Typographers have developed a comprehensive vocabulary for describing the many aspects of typefaces and typography. Some vocabulary applies only to a subset of all scripts. Serifs, for example, are a purely decorative characteristic of typefaces used for European scripts, whereas the glyphs used in Arabic or East Asian scripts have characteristics (such as stroke width) that may be similar in some respects but cannot reasonably be called serifs and may not be purely decorative.

Serifs

Typefaces can be divided into two main categories: serif and sans serif. Serifs comprise the small features at the end of strokes within letters. The printing industry refers to typeface without serifs as sans serif (from French sans, meaning without), or as grotesque (or, in German, grotesk).

Great variety exists among both serif and sans serif typefaces. Both groups contain faces designed for setting large amounts of body text, and others intended primarily as decorative. The presence or absence of serifs represents only one of many factors to consider when choosing a typeface.

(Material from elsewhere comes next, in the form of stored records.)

//! 奖励处理 worker
//!
//! 启动顺序：日志 -> 配置 -> 数据库 -> 规则快照 -> 引擎 -> Kafka -> 消费循环。
//! 任一引导步骤失败即以非零退出码结束进程；收到 SIGINT/SIGTERM 后
//! 在有界宽限期内排空在途消息并释放资源。

use std::sync::Arc;
use std::time::Duration;

use anyhow::{Context, Result};
use tokio::io::AsyncWriteExt;
use tokio::sync::watch;
use tracing::{error, info, warn};

use reward_processor::consumer::RewardConsumer;
use reward_processor::emitter::KafkaRewardEmitter;
use reward_processor::engine::{RewardEngine, RuleSet};
use reward_processor::repository::{PgEventCountStore, PgRuleRepository, RuleRepository};
use rewards_shared::config::AppConfig;
use rewards_shared::database::Database;
use rewards_shared::kafka::KafkaProducer;

/// 关闭宽限期：超时后放弃在途工作
const SHUTDOWN_GRACE: Duration = Duration::from_secs(10);

#[tokio::main]
async fn main() -> Result<()> {
    let config = AppConfig::load("reward-processor").context("加载配置失败")?;
    rewards_shared::observability::init(&config.observability).context("初始化日志失败")?;

    info!(environment = %config.environment, "reward-processor 启动中...");

    let db = Database::connect(&config.database)
        .await
        .context("连接数据库失败")?;

    let count_store = Arc::new(PgEventCountStore::new(db.pool().clone()));
    let rule_repo = PgRuleRepository::new(db.pool().clone());

    let rules = rule_repo
        .get_enabled_rules()
        .await
        .context("加载规则失败")?;
    let rule_set = RuleSet::new(rules).context("规则快照校验失败")?;
    info!(rule_count = rule_set.len(), "规则快照已加载");

    let engine = Arc::new(RewardEngine::new(rule_set, count_store));

    let producer = KafkaProducer::new(&config.kafka).context("创建 Kafka 生产者失败")?;
    let emitter = Arc::new(KafkaRewardEmitter::new(
        producer,
        &config.kafka.producer_topic,
    ));

    let consumer = RewardConsumer::new(config.kafka.clone(), engine, emitter);

    let (shutdown_tx, shutdown_rx) = watch::channel(false);

    let health_handle = tokio::spawn(start_health_server(config.server_addr(), db.clone()));
    let consumer_handle = tokio::spawn(consumer.run(shutdown_rx));

    shutdown_signal().await;
    info!("收到关闭信号，开始优雅关闭...");
    let _ = shutdown_tx.send(true);

    // 在宽限期内等待消费循环排空当前消息；超时后放弃在途工作
    match tokio::time::timeout(SHUTDOWN_GRACE, consumer_handle).await {
        Ok(Ok(Ok(()))) => info!("消费循环已退出"),
        Ok(Ok(Err(e))) => error!(error = %e, "消费循环异常退出"),
        Ok(Err(e)) => error!(error = %e, "消费任务 join 失败"),
        Err(_) => warn!(
            grace_secs = SHUTDOWN_GRACE.as_secs(),
            "等待消费循环超时，放弃在途工作"
        ),
    }

    health_handle.abort();
    db.close().await;

    info!("reward-processor 已关闭");
    Ok(())
}

/// 健康检查 HTTP 服务器
///
/// /health 只报告进程存活；/ready 额外探测计数库连通性，
/// 数据库不可达时返回 503，编排器据此暂停把分区流量调度过来。
/// 使用原生 TCP 实现避免额外依赖，对仅返回固定 JSON 的探针已足够。
async fn start_health_server(addr: String, db: Database) {
    let listener = match tokio::net::TcpListener::bind(&addr).await {
        Ok(l) => l,
        Err(e) => {
            error!(error = %e, addr = %addr, "健康检查服务器绑定地址失败");
            return;
        }
    };

    info!(addr = %addr, "健康检查 HTTP 服务器已启动");

    loop {
        let (mut stream, _) = match listener.accept().await {
            Ok(conn) => conn,
            Err(e) => {
                warn!(error = %e, "接受健康检查连接失败");
                continue;
            }
        };

        let db = db.clone();
        tokio::spawn(async move {
            let mut buf = [0u8; 1024];
            let n = match tokio::io::AsyncReadExt::read(&mut stream, &mut buf).await {
                Ok(n) => n,
                Err(_) => return,
            };

            let request = String::from_utf8_lossy(&buf[..n]);

            let response = if request.contains("GET /ready") {
                if db.ping().await.is_ok() {
                    "HTTP/1.1 200 OK\r\nContent-Type: application/json\r\n\r\n{\"status\":\"ok\"}"
                } else {
                    "HTTP/1.1 503 Service Unavailable\r\nContent-Type: application/json\r\n\r\n{\"status\":\"degraded\"}"
                }
            } else if request.contains("GET /health") {
                "HTTP/1.1 200 OK\r\nContent-Type: application/json\r\n\r\n{\"status\":\"ok\"}"
            } else {
                "HTTP/1.1 404 Not Found\r\nContent-Length: 9\r\n\r\nNot Found"
            };

            let _ = stream.write_all(response.as_bytes()).await;
        });
    }
}

/// 监听操作系统关闭信号
///
/// 同时监听 SIGINT（Ctrl+C）和 SIGTERM（容器编排发送），
/// 任一信号到达即触发优雅关闭流程。
async fn shutdown_signal() {
    let ctrl_c = tokio::signal::ctrl_c();

    #[cfg(unix)]
    {
        let mut sigterm = tokio::signal::unix::signal(tokio::signal::unix::SignalKind::terminate())
            .expect("注册 SIGTERM 信号失败");
        tokio::select! {
            _ = ctrl_c => {}
            _ = sigterm.recv() => {}
        }
    }

    #[cfg(not(unix))]
    {
        ctrl_c.await.ok();
    }
}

Typefaces with serifs are often considered easier to read in long passages than those without. Studies on the matter are ambiguous, suggesting that most of this effect is due to the greater familiarity of serif typefaces. As a general rule, printed works such as newspapers and books almost always use serif typefaces, at least for the text body. Web sites do not have to specify a font and can simply respect the browser settings of the user. But of those web sites that do specify a font, most use modern sans serif fonts, because it is commonly believed that, in contrast to the case for printed material, sans serif fonts are easier than serif fonts to read on the low-resolution computer screen.

Proportion

A proportional typeface contains glyphs of varying widths, while a monospaced (non-proportional or fixed-width) typeface uses a single standard width for all glyphs in the font. Duospaced fonts are similar to monospaced fonts, but characters can also be two character widths instead of a single character width.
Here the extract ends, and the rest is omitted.